* **Exercise goal**:
Among the entries below, how many lines hold the word "shutdown"? Reply with the number only.

━━ Source records

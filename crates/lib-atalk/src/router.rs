use std::sync::atomic::{AtomicBool, AtomicU64, Ordering};
use std::sync::{Arc, Mutex, RwLock};
use std::time::Duration;

use thiserror::Error;
use tokio::sync::broadcast;
use tokio::task::JoinHandle;
use tracing::{debug, info, trace, warn};

use crate::constants;
use crate::error::DeliveryError;
use crate::link::{LinkDriver, LinkError, LinkEvent};
use crate::port::{Port, PortConfig};
use crate::service::Service;
use crate::tables::Tables;
use crate::types::{Addr, Datagram};

#[derive(Debug, Error)]
pub enum RouterError {
    #[error("router is already running")]
    AlreadyRunning,
}

/// Router-wide drop counters; per-port counters live on the ports.
#[derive(Debug, Default)]
pub struct RouterStats {
    route_misses: AtomicU64,
    hop_exceeded: AtomicU64,
}

#[derive(Debug, Clone, Copy, PartialEq, Eq)]
pub struct RouterStatsSnapshot {
    pub route_misses: u64,
    pub hop_exceeded: u64,
}

impl RouterStats {
    pub fn snapshot(&self) -> RouterStatsSnapshot {
        RouterStatsSnapshot {
            route_misses: self.route_misses.load(Ordering::Relaxed),
            hop_exceeded: self.hop_exceeded.load(Ordering::Relaxed),
        }
    }
}

/// Declaratively assemble a [`Router`] from link drivers and services.
#[derive(Default)]
pub struct RouterBuilder {
    ports: Vec<(Box<dyn LinkDriver>, PortConfig)>,
    services: Vec<Arc<dyn Service>>,
}

impl RouterBuilder {
    /// Add a port backed by the given link driver.
    pub fn port(mut self, driver: Box<dyn LinkDriver>, config: PortConfig) -> Self {
        self.ports.push((driver, config));
        self
    }

    pub fn service(mut self, service: Arc<dyn Service>) -> Self {
        self.services.push(service);
        self
    }

    /// The full standard service set: RTMP, ZIP, NBP and Echo responders
    /// plus the periodic RTMP/ZIP senders and the route ager.
    pub fn with_standard_services(self) -> Self {
        use crate::service::{
            EchoService, NbpService, RouteAger, RtmpResponder, RtmpSender, ZipResponder, ZipSender,
        };
        self.service(Arc::new(RtmpResponder::new()))
            .service(Arc::new(ZipResponder::new()))
            .service(Arc::new(NbpService::new()))
            .service(Arc::new(EchoService::new()))
            .service(Arc::new(RtmpSender::new()))
            .service(Arc::new(ZipSender::new()))
            .service(Arc::new(RouteAger::new()))
    }

    pub fn build(self) -> Router {
        let ports = self
            .ports
            .into_iter()
            .enumerate()
            .map(|(id, (driver, config))| Arc::new(Port::new(id, driver, config)))
            .collect();
        let (shutdown, _) = broadcast::channel(1);

        Router {
            inner: Arc::new(RouterInner {
                ports,
                services: self.services,
                tables: RwLock::new(Tables::default()),
                stats: RouterStats::default(),
                shutdown,
                tasks: Mutex::new(Vec::new()),
                running: AtomicBool::new(false),
            }),
        }
    }
}

struct RouterInner {
    ports: Vec<Arc<Port>>,
    services: Vec<Arc<dyn Service>>,
    tables: RwLock<Tables>,
    stats: RouterStats,
    shutdown: broadcast::Sender<()>,
    tasks: Mutex<Vec<JoinHandle<()>>>,
    running: AtomicBool,
}

/// The AppleTalk internet router: an ordered set of ports, the routing and
/// zone tables, and the services running on the well-known sockets.
///
/// `Router` is a cheap cloneable handle; every clone drives the same
/// instance.
#[derive(Clone)]
pub struct Router {
    inner: Arc<RouterInner>,
}

impl Router {
    pub fn builder() -> RouterBuilder {
        RouterBuilder::default()
    }

    pub fn ports(&self) -> &[Arc<Port>] {
        &self.inner.ports
    }

    pub fn port(&self, id: usize) -> Option<&Arc<Port>> {
        self.inner.ports.get(id)
    }

    /// The routing and zone tables, under their shared reader-writer lock.
    /// Never held across suspension points.
    pub fn tables(&self) -> &RwLock<Tables> {
        &self.inner.tables
    }

    pub fn stats(&self) -> RouterStatsSnapshot {
        self.inner.stats.snapshot()
    }

    /// Start every port and every service.
    pub async fn start(&self) -> Result<(), RouterError> {
        if self.inner.running.swap(true, Ordering::SeqCst) {
            return Err(RouterError::AlreadyRunning);
        }
        info!(
            ports = self.inner.ports.len(),
            services = self.inner.services.len(),
            "starting router"
        );

        let mut tasks = Vec::new();
        for port in &self.inner.ports {
            let router = self.clone();
            let port = port.clone();
            let shutdown = self.inner.shutdown.subscribe();
            tasks.push(tokio::spawn(port_task(router, port, shutdown)));
        }
        for service in &self.inner.services {
            let router = self.clone();
            let service = service.clone();
            let shutdown = self.inner.shutdown.subscribe();
            tasks.push(tokio::spawn(async move {
                service.run(router, shutdown).await;
            }));
        }

        self.inner
            .tasks
            .lock()
            .unwrap_or_else(|e| e.into_inner())
            .extend(tasks);
        Ok(())
    }

    /// Signal every task to terminate and wait for them to settle.
    pub async fn stop(&self) {
        if !self.inner.running.swap(false, Ordering::SeqCst) {
            return;
        }
        info!("stopping router");
        let _ = self.inner.shutdown.send(());

        let tasks: Vec<JoinHandle<()>> = {
            let mut guard = self.inner.tasks.lock().unwrap_or_else(|e| e.into_inner());
            guard.drain(..).collect()
        };
        let settle = Duration::from_secs(constants::STOP_SETTLE_TIMEOUT_SECS);
        for mut task in tasks {
            if tokio::time::timeout(settle, &mut task).await.is_err() {
                warn!("task did not settle in time, aborting");
                task.abort();
            }
        }

        for port in &self.inner.ports {
            port.mark_stopped();
        }
    }

    /// Dispatch a datagram received on a port: deliver it to a local
    /// service, forward it onward, or both for broadcasts.
    pub(crate) async fn inbound(&self, datagram: Datagram, ingress: &Arc<Port>) {
        let dst = datagram.dst;
        let local = self.is_local(dst, ingress);

        if local {
            match self.service_for(dst.socket) {
                Some(service) => service.handle(self, datagram.clone(), ingress).await,
                None => trace!(socket = dst.socket, "no service on socket"),
            }
        }

        // A broadcast for a network served by another port also goes back
        // out that port; everything non-local goes through forwarding.
        let rebroadcast = dst.node == constants::BROADCAST_NODE
            && dst.network != 0
            && !ingress.serves(dst.network);
        if !local || rebroadcast {
            if let Err(err) = self.forward(datagram, true).await {
                self.count_delivery_error(err);
            }
        }
    }

    /// Whether the datagram targets this router itself on some port.
    fn is_local(&self, dst: Addr, _ingress: &Arc<Port>) -> bool {
        if dst.network == 0 {
            return true;
        }
        self.inner.ports.iter().any(|port| {
            port.is_online()
                && port.serves(dst.network)
                && (dst.node == constants::BROADCAST_NODE
                    || dst.node == constants::ANY_ROUTER_NODE
                    || port.node() == Some(dst.node))
        })
    }

    fn service_for(&self, socket: u8) -> Option<&Arc<dyn Service>> {
        self.inner
            .services
            .iter()
            .find(|service| service.socket() == Some(socket))
    }

    /// Emit a datagram this router originated.
    pub async fn route_out(&self, datagram: Datagram) {
        if let Err(err) = self.forward(datagram, false).await {
            self.count_delivery_error(err);
        }
    }

    /// Send a reply back toward a requester. Requesters without a routable
    /// source (startup-range nodes discovering their network) are answered
    /// directly on the ingress link.
    pub async fn reply_via(&self, datagram: Datagram, ingress: &Arc<Port>) {
        match self.forward(datagram.clone(), false).await {
            Ok(()) => {}
            Err(DeliveryError::NoRoute(_)) => {
                let next = (datagram.dst.network, datagram.dst.node);
                if let Err(err) = ingress.send(&datagram, next).await {
                    debug!(port = ingress.id(), %err, "direct reply failed");
                }
            }
            Err(err) => self.count_delivery_error(err),
        }
    }

    /// Forwarding proper: RIB lookup, hop-count discipline for transit
    /// traffic, egress transmission.
    async fn forward(&self, datagram: Datagram, transit: bool) -> Result<(), DeliveryError> {
        if transit && datagram.hop_count >= constants::MAX_HOP_COUNT {
            return Err(DeliveryError::HopLimitExceeded);
        }

        let dst = datagram.dst;
        let (egress_id, next_hop) = {
            let tables = self.inner.tables.read().unwrap_or_else(|e| e.into_inner());
            let route = tables
                .routes
                .lookup(dst.network)
                .ok_or(DeliveryError::NoRoute(dst.network))?;
            (route.port, route.next_hop.unwrap_or((dst.network, dst.node)))
        };

        let egress = self
            .inner
            .ports
            .get(egress_id)
            .filter(|port| port.is_online())
            .ok_or(DeliveryError::NoRoute(dst.network))?;

        let mut out = datagram;
        if transit {
            out.hop_count += 1;
        }
        egress.send(&out, next_hop).await?;
        Ok(())
    }

    fn count_delivery_error(&self, err: DeliveryError) {
        match err {
            DeliveryError::NoRoute(network) => {
                self.inner.stats.route_misses.fetch_add(1, Ordering::Relaxed);
                debug!(network, "no route");
            }
            DeliveryError::HopLimitExceeded => {
                self.inner.stats.hop_exceeded.fetch_add(1, Ordering::Relaxed);
            }
            // Already counted at the port; unresolved AARP is routine.
            DeliveryError::LinkTransmitFailed(LinkError::UnresolvedAddress { network, node }) => {
                trace!(network, node, "holding for address resolution");
            }
            DeliveryError::LinkTransmitFailed(err) => {
                debug!(%err, "transmit failed");
            }
            DeliveryError::MalformedDatagram(_) | DeliveryError::ChecksumMismatch => {}
        }
    }

    /// Install the directly-connected route and seed zones for a port that
    /// finished acquisition.
    fn port_online(&self, port: &Arc<Port>) {
        let Some(address) = port.address() else {
            return;
        };
        let mut tables = self.inner.tables.write().unwrap_or_else(|e| e.into_inner());
        tables
            .routes
            .insert_direct(address.range, port.id(), port.is_extended());

        if let Some(seed) = port.seed() {
            if !seed.zones.is_empty() {
                tables
                    .zones
                    .seed(address.range, seed.zones.clone(), seed.default_zone.clone());
            }
        } else if let Some(zone) = port.discovered_zone() {
            tables
                .zones
                .seed(address.range, vec![zone.clone()], Some(zone));
        }
    }

    /// Withdraw everything a dead port contributed.
    fn port_offline(&self, port: &Arc<Port>) {
        let mut tables = self.inner.tables.write().unwrap_or_else(|e| e.into_inner());
        for range in tables.routes.remove_port(port.id()) {
            tables.zones.remove_range(&range);
        }
    }
}

/// One port's task: run acquisition, then pump the link until shutdown.
async fn port_task(router: Router, port: Arc<Port>, mut shutdown: broadcast::Receiver<()>) {
    let acquired = tokio::select! {
        _ = shutdown.recv() => {
            port.mark_stopped();
            return;
        }
        result = port.acquire() => result,
    };
    if let Err(err) = acquired {
        warn!(port = port.id(), kind = port.kind(), %err, "port failed to start");
        port.mark_stopped();
        return;
    }
    router.port_online(&port);

    loop {
        tokio::select! {
            _ = shutdown.recv() => break,
            event = port.recv() => match event {
                Ok(LinkEvent::Inbound(frame)) => match port.decode(&frame) {
                    Ok(datagram) => router.inbound(datagram, &port).await,
                    Err(err) => {
                        port.stats.count_decode_error(&err);
                        debug!(port = port.id(), %err, "dropped inbound frame");
                    }
                },
                // Claims only matter while acquiring an address.
                Ok(LinkEvent::Claimed { .. }) => {}
                Err(LinkError::Closed) => {
                    warn!(port = port.id(), "link closed");
                    break;
                }
                Err(err) => debug!(port = port.id(), %err, "receive error"),
            },
        }
    }

    port.mark_stopped();
    router.port_offline(&port);
}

━━━━

* **Output below**:
12